▶ **What this task involves**: Determine how many lines in these records hold "names". Only the number is wanted.
━━━ Raw data
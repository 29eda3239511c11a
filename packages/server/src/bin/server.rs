//! Real-time relay for the game, its extension clients and viewers.
//!
//! Run with:
//! ```not_rust
//! cargo run --bin survivors-server
//! cargo run --bin survivors-server -- --host 127.0.0.1 --port 3000
//! TWITCH_CLIENT_ID=... TWITCH_CLIENT_SECRET=... cargo run --bin survivors-server
//! ```

use std::{sync::Arc, time::Duration};

use clap::Parser;
use survivors_server::{
    config::{
        DEFAULT_HEARTBEAT_INTERVAL_SECS, DEFAULT_MAX_MESSAGE_SIZE, DEFAULT_PORT,
        DEFAULT_RATE_LIMIT_PER_SECOND, DEFAULT_UTC_OFFSET_HOURS, RelayConfig,
    },
    domain::IdentityProvider,
    infrastructure::identity::{NoopIdentityProvider, twitch::TwitchIdentityProvider},
    ui::Server,
};
use survivors_shared::logger::setup_logger;

#[derive(Parser, Debug)]
#[command(name = "survivors-server")]
#[command(about = "Relay between the game, extension clients and viewers", long_about = None)]
struct Args {
    /// Host address to bind the server to
    #[arg(short = 'H', long, env = "HOST", default_value = "0.0.0.0")]
    host: String,

    /// Port number to bind the server to
    #[arg(short = 'p', long, env = "PORT", default_value_t = DEFAULT_PORT)]
    port: u16,

    /// Seconds between liveness probes
    #[arg(long, env = "HEARTBEAT_INTERVAL_SECS", default_value_t = DEFAULT_HEARTBEAT_INTERVAL_SECS)]
    heartbeat_interval_secs: u64,

    /// Messages per second allowed for each user
    #[arg(long, env = "RATE_LIMIT_PER_SECOND", default_value_t = DEFAULT_RATE_LIMIT_PER_SECOND)]
    rate_limit_per_second: u32,

    /// Largest accepted WebSocket message, in bytes
    #[arg(long, env = "MAX_MESSAGE_SIZE", default_value_t = DEFAULT_MAX_MESSAGE_SIZE)]
    max_message_size: usize,

    /// Twitch application client id, used for display-name lookups
    #[arg(long, env = "TWITCH_CLIENT_ID")]
    twitch_client_id: Option<String>,

    /// Twitch application secret; also signs extension tokens
    #[arg(long, env = "TWITCH_CLIENT_SECRET", hide_env_values = true)]
    twitch_client_secret: Option<String>,

    /// UTC offset, in hours, of the storekeeper's day
    #[arg(long, env = "UTC_OFFSET_HOURS", default_value_t = DEFAULT_UTC_OFFSET_HOURS, allow_hyphen_values = true)]
    utc_offset_hours: i32,
}

impl From<Args> for RelayConfig {
    fn from(args: Args) -> Self {
        Self {
            host: args.host,
            port: args.port,
            heartbeat_interval: Duration::from_secs(args.heartbeat_interval_secs.max(1)),
            rate_limit_per_second: args.rate_limit_per_second,
            max_message_size: args.max_message_size,
            twitch_client_id: args.twitch_client_id,
            twitch_client_secret: args.twitch_client_secret,
            utc_offset_hours: args.utc_offset_hours,
        }
    }
}

#[tokio::main]
async fn main() {
    // Initialize tracing
    setup_logger(env!("CARGO_BIN_NAME"), "info");

    let config = RelayConfig::from(Args::parse());

    let identity: Arc<dyn IdentityProvider> = match config.twitch_credentials() {
        Some((client_id, client_secret)) => {
            tracing::info!("Display names resolved through Twitch");
            Arc::new(TwitchIdentityProvider::new(
                client_id.to_string(),
                client_secret.to_string(),
            ))
        }
        None => {
            tracing::warn!("Twitch credentials missing, display names fall back to \"Unknown\"");
            Arc::new(NoopIdentityProvider)
        }
    };

    let server = Server::from_config(config, identity);
    if let Err(e) = server.run().await {
        tracing::error!("Server error: {}", e);
        std::process::exit(1);
    }
}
━━━━━━
▶ **Output for this task**: 2